### YOUR GOAL
Below are lines of data; count those that contain "HistoryKey" and give the total alone.

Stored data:
// Copyright 2020 The ChromiumOS Authors
// Use of this source code is governed by a BSD-style license that can be
// found in the LICENSE file.

use crate::descriptor::SafeDescriptor;

const KCMP_FILE: u32 = 0;

impl PartialEq for SafeDescriptor {
    fn eq(&self, other: &Self) -> bool {
        // If RawFd numbers match then we can return early without calling kcmp
        if self.descriptor == other.descriptor {
            return true;
        }

        // SAFETY:
        // safe because we only use the return value and libc says it's always successful
        let pid = unsafe { libc::getpid() };
        // SAFETY:
        // safe because we are passing everything by value and checking the return value
        let ret = unsafe {
            libc::syscall(
                libc::SYS_kcmp,
                pid,
                pid,
                KCMP_FILE,
                self.descriptor,
                other.descriptor,
            )
        };

        ret == 0
    }
}
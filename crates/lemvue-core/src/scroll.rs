// ── Scroll restoration ──
//
// Lifecycle delegate held by each scrollable view. The view forwards its
// mount/update/unmount events and early user input; the restorer decides
// whether the stored offset for this history entry is applied.
//
//   mount ──▶ Armed ──(input)──▶ Blocked ──(settled)──▶ Settled (record dropped)
//               │
//               └─(settled)──▶ Settled   (offset restored once, record deleted)

use tracing::debug;

use crate::route::HistoryKey;
use crate::storage::ScrollStore;

/// Something with a vertical scroll offset.
pub trait Viewport {
    fn offset(&self) -> usize;
    fn scroll_to(&mut self, offset: usize);
}

#[derive(Debug, Clone, Copy, PartialEq, Eq, Default)]
pub enum ScrollPhase {
    /// Not mounted.
    #[default]
    Idle,
    /// Waiting for data to settle.
    Armed,
    /// The user moved first; never restore for this entry.
    Blocked,
    /// Restoration done (or nothing to restore).
    Settled,
}

#[derive(Debug, Default)]
pub struct ScrollRestorer {
    entry: Option<HistoryKey>,
    phase: ScrollPhase,
}

impl ScrollRestorer {
    pub fn new() -> Self {
        Self::default()
    }

    pub fn phase(&self) -> ScrollPhase {
        self.phase
    }

    pub fn entry(&self) -> Option<&HistoryKey> {
        self.entry.as_ref()
    }

    pub fn on_mount(&mut self, entry: HistoryKey) {
        self.entry = Some(entry);
        self.phase = ScrollPhase::Armed;
    }

    /// Any scroll, key press, or click before data settled.
    pub fn on_user_input(&mut self) {
        if self.phase == ScrollPhase::Armed {
            debug!("scroll restore blocked by user input");
            self.phase = ScrollPhase::Blocked;
        }
    }

    /// Call after every render with whether all tracked request states are
    /// terminal. Returns `true` when this call restored an offset.
    pub fn on_update(
        &mut self,
        settled: bool,
        store: &ScrollStore,
        viewport: &mut dyn Viewport,
    ) -> bool {
        if !settled {
            return false;
        }
        let Some(entry) = &self.entry else {
            return false;
        };
        match self.phase {
            ScrollPhase::Armed => {}
            ScrollPhase::Blocked => {
                store.forget(entry);
                self.phase = ScrollPhase::Settled;
                return false;
            }
            ScrollPhase::Idle | ScrollPhase::Settled => return false,
        }
        self.phase = ScrollPhase::Settled;
        match store.take(entry) {
            Some(offset) => {
                debug!(%entry, offset, "scroll restored");
                viewport.scroll_to(offset);
                true
            }
            None => false,
        }
    }

    /// Persist the current offset for this entry and reset to the top.
    pub fn on_unmount(&mut self, store: &ScrollStore, viewport: &mut dyn Viewport) {
        if let Some(entry) = self.entry.take() {
            store.save(&entry, viewport.offset());
        }
        viewport.scroll_to(0);
        self.phase = ScrollPhase::Idle;
    }

    /// Full program exit: nothing survives to a later run.
    pub fn on_unload(store: &ScrollStore) {
        store.clear();
    }
}

#[cfg(test)]
mod tests {
    use std::sync::Arc;

    use super::*;
    use crate::storage::MemoryStorage;

    #[derive(Default)]
    struct FakeViewport(usize);

    impl Viewport for FakeViewport {
        fn offset(&self) -> usize {
            self.0
        }

        fn scroll_to(&mut self, offset: usize) {
            self.0 = offset;
        }
    }

    fn store() -> ScrollStore {
        ScrollStore::new(Arc::new(MemoryStorage::new()))
    }

    #[test]
    fn restores_once_after_settle() {
        let store = store();
        let entry = HistoryKey::from("e1");
        store.save(&entry, 37);
        let mut viewport = FakeViewport::default();
        let mut restorer = ScrollRestorer::new();

        restorer.on_mount(entry.clone());
        assert!(!restorer.on_update(false, &store, &mut viewport));
        assert_eq!(viewport.0, 0);

        assert!(restorer.on_update(true, &store, &mut viewport));
        assert_eq!(viewport.0, 37);
        assert_eq!(restorer.phase(), ScrollPhase::Settled);
        assert_eq!(store.peek(&entry), None);

        viewport.0 = 5;
        assert!(!restorer.on_update(true, &store, &mut viewport));
        assert_eq!(viewport.0, 5);
    }

    #[test]
    fn early_input_suppresses_restore() {
        let store = store();
        let entry = HistoryKey::from("e2");
        store.save(&entry, 50);
        let mut viewport = FakeViewport::default();
        let mut restorer = ScrollRestorer::new();

        restorer.on_mount(entry.clone());
        restorer.on_user_input();
        viewport.0 = 3;

        assert!(!restorer.on_update(false, &store, &mut viewport));
        assert_eq!(restorer.phase(), ScrollPhase::Blocked);
        assert_eq!(store.peek(&entry), Some(50));

        assert!(!restorer.on_update(true, &store, &mut viewport));
        assert_eq!(viewport.0, 3);
        assert_eq!(restorer.phase(), ScrollPhase::Settled);
        assert_eq!(store.peek(&entry), None);
    }

    #[test]
    fn input_after_settle_stays_settled() {
        let mut restorer = ScrollRestorer::new();
        let mut viewport = FakeViewport::default();
        restorer.on_mount(HistoryKey::from("e3"));
        restorer.on_update(true, &store(), &mut viewport);
        restorer.on_user_input();
        assert_eq!(restorer.phase(), ScrollPhase::Settled);
    }

    #[test]
    fn unmount_persists_offset_and_resets_to_top() {
        let store = store();
        let entry = HistoryKey::from("e4");
        let mut viewport = FakeViewport(12);
        let mut restorer = ScrollRestorer::new();
        restorer.on_mount(entry.clone());

        restorer.on_unmount(&store, &mut viewport);

        assert_eq!(viewport.0, 0);
        assert_eq!(store.peek(&entry), Some(12));
        assert_eq!(restorer.phase(), ScrollPhase::Idle);
    }

    #[test]
    fn unload_drops_offsets() {
        let store = store();
        let entry = HistoryKey::from("e5");
        store.save(&entry, 9);
        ScrollRestorer::on_unload(&store);
        assert_eq!(store.peek(&entry), None);
    }
}
//! Screen identifiers and their place in the tab bar.

use std::fmt;

use lemvue_core::{Route, RouteKind};

/// One screen per routed view.
#[derive(Debug, Clone, Copy, PartialEq, Eq, Hash, Default)]
pub enum ScreenId {
    #[default]
    Feed,
    Communities,
    MultiCommunities,
    Inbox,
    Modlog,
    Registrations,
    /// Opened from a row, not from the tab bar.
    Post,
}

impl ScreenId {
    /// Tab-bar order.
    pub const TABS: [ScreenId; 6] = [
        Self::Feed,
        Self::Communities,
        Self::MultiCommunities,
        Self::Inbox,
        Self::Modlog,
        Self::Registrations,
    ];

    /// The screen that shows `route`. The OAuth callback has none.
    pub fn for_route(route: &Route) -> Option<Self> {
        Some(match route.kind {
            RouteKind::Home | RouteKind::Community(_) => Self::Feed,
            RouteKind::Post(_) => Self::Post,
            RouteKind::Inbox => Self::Inbox,
            RouteKind::Modlog => Self::Modlog,
            RouteKind::Communities => Self::Communities,
            RouteKind::MultiCommunities => Self::MultiCommunities,
            RouteKind::Registrations => Self::Registrations,
            RouteKind::OAuthCallback => return None,
        })
    }

    /// Where a tab switch lands.
    pub fn home_route(self) -> Option<Route> {
        let kind = match self {
            Self::Feed => RouteKind::Home,
            Self::Communities => RouteKind::Communities,
            Self::MultiCommunities => RouteKind::MultiCommunities,
            Self::Inbox => RouteKind::Inbox,
            Self::Modlog => RouteKind::Modlog,
            Self::Registrations => RouteKind::Registrations,
            Self::Post => return None,
        };
        Some(Route::new(kind))
    }

    /// Number key (1-6). The post screen has none.
    pub fn number(self) -> Option<u8> {
        Self::TABS
            .iter()
            .position(|&s| s == self)
            .and_then(|i| u8::try_from(i + 1).ok())
    }

    pub fn from_number(n: u8) -> Option<Self> {
        Self::TABS.get(usize::from(n).checked_sub(1)?).copied()
    }

    /// Next tab (wraps). The post screen continues at the feed.
    pub fn next(self) -> Self {
        match Self::TABS.iter().position(|&s| s == self) {
            Some(idx) => Self::TABS[(idx + 1) % Self::TABS.len()],
            None => Self::Feed,
        }
    }

    pub fn prev(self) -> Self {
        match Self::TABS.iter().position(|&s| s == self) {
            Some(idx) => Self::TABS[(idx + Self::TABS.len() - 1) % Self::TABS.len()],
            None => Self::Feed,
        }
    }

    pub fn label(self) -> &'static str {
        match self {
            Self::Feed => "Feed",
            Self::Communities => "Communities",
            Self::MultiCommunities => "Multis",
            Self::Inbox => "Inbox",
            Self::Modlog => "Modlog",
            Self::Registrations => "Applications",
            Self::Post => "Post",
        }
    }
}

impl fmt::Display for ScreenId {
    fn fmt(&self, f: &mut fmt::Formatter<'_>) -> fmt::Result {
        f.write_str(self.label())
    }
}

#[cfg(test)]
mod tests {
    #![allow(clippy::unwrap_used)]

    use super::*;

    #[test]
    fn number_keys_round_trip_through_tabs() {
        for tab in ScreenId::TABS {
            assert_eq!(ScreenId::from_number(tab.number().unwrap()), Some(tab));
        }
        assert_eq!(ScreenId::Post.number(), None);
        assert_eq!(ScreenId::from_number(0), None);
        assert_eq!(ScreenId::from_number(7), None);
    }

    #[test]
    fn tab_cycling_wraps() {
        assert_eq!(ScreenId::Registrations.next(), ScreenId::Feed);
        assert_eq!(ScreenId::Feed.prev(), ScreenId::Registrations);
        assert_eq!(ScreenId::Post.next(), ScreenId::Feed);
    }

    #[test]
    fn routes_pick_their_screen() {
        let screen = |raw: &str| ScreenId::for_route(&raw.parse().unwrap());
        assert_eq!(screen("/c/rust?sort=New"), Some(ScreenId::Feed));
        assert_eq!(screen("/post/4"), Some(ScreenId::Post));
        assert_eq!(screen("/registration_applications"), Some(ScreenId::Registrations));
        assert_eq!(screen("/oauth/callback?code=a&state=b"), None);
    }
}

### EXERCISE RESULT
9